[[ Source material, beginning ]]

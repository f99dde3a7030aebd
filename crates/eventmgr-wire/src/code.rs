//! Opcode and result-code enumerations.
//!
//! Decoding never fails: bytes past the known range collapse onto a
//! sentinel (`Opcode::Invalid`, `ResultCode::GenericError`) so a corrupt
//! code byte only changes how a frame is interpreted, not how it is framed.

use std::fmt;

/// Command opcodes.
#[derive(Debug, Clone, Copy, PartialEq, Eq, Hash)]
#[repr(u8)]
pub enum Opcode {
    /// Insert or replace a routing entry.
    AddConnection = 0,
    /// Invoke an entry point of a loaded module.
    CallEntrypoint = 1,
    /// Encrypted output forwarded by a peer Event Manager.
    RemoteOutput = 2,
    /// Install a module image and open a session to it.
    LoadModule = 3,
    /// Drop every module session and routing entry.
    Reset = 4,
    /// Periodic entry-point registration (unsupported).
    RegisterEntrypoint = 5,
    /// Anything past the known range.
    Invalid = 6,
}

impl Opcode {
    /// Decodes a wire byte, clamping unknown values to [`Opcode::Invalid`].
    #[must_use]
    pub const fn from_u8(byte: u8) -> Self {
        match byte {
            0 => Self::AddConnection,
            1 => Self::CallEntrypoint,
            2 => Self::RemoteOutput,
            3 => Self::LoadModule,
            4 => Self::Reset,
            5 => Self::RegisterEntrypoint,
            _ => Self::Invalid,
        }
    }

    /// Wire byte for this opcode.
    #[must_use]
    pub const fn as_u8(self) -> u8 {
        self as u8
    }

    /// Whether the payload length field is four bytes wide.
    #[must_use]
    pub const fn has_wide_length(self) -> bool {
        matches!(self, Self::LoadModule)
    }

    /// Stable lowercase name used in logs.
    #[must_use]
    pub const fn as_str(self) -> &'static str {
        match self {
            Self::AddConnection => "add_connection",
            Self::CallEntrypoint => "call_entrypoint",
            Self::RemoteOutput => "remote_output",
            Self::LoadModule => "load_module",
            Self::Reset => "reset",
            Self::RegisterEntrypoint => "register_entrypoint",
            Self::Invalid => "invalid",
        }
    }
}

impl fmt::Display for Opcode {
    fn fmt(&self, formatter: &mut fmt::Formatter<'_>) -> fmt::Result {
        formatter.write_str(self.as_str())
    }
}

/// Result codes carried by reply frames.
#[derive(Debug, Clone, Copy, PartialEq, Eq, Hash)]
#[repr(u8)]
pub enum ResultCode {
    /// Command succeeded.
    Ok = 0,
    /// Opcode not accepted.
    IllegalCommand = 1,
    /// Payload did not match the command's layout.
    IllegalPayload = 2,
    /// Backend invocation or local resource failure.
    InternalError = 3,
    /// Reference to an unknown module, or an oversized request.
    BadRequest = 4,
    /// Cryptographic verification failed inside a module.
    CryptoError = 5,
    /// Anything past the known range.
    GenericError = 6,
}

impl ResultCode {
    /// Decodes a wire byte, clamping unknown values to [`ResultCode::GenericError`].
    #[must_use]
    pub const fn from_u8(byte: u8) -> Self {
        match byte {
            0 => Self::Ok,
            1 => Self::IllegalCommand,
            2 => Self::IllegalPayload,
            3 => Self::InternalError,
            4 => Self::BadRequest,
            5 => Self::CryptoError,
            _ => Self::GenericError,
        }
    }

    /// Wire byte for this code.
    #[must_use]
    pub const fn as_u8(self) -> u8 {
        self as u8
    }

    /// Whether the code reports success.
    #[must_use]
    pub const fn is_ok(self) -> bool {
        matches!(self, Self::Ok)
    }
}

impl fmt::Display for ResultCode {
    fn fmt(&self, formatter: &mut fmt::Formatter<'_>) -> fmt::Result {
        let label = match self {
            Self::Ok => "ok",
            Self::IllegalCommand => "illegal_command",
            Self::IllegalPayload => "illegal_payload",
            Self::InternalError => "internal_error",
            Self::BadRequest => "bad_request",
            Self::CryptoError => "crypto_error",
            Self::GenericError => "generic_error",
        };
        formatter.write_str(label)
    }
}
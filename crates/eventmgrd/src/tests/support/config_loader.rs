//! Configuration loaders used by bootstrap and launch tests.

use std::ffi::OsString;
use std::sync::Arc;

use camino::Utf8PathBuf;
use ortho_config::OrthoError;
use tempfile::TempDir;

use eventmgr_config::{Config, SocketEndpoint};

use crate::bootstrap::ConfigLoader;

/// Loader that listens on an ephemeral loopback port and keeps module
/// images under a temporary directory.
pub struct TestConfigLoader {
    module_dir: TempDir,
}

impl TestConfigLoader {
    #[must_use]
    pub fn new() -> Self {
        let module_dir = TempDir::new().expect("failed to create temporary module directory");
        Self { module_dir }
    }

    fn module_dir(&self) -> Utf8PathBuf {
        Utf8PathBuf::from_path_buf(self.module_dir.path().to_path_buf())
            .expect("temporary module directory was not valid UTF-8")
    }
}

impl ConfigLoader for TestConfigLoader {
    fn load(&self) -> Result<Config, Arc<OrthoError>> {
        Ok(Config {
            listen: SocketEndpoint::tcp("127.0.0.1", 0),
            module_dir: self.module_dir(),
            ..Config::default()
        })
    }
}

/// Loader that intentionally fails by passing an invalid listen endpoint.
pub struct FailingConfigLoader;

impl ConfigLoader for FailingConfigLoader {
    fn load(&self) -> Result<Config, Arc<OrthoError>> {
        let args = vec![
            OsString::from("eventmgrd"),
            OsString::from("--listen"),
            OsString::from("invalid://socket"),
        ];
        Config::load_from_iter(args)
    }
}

[[ Source material, end ]]

Task to complete – Review the entries above and return every line where "that" appears.

Solution to this task –
/// Loader that listens on an ephemeral loopback port and keeps module
/// Loader that intentionally fails by passing an invalid listen endpoint.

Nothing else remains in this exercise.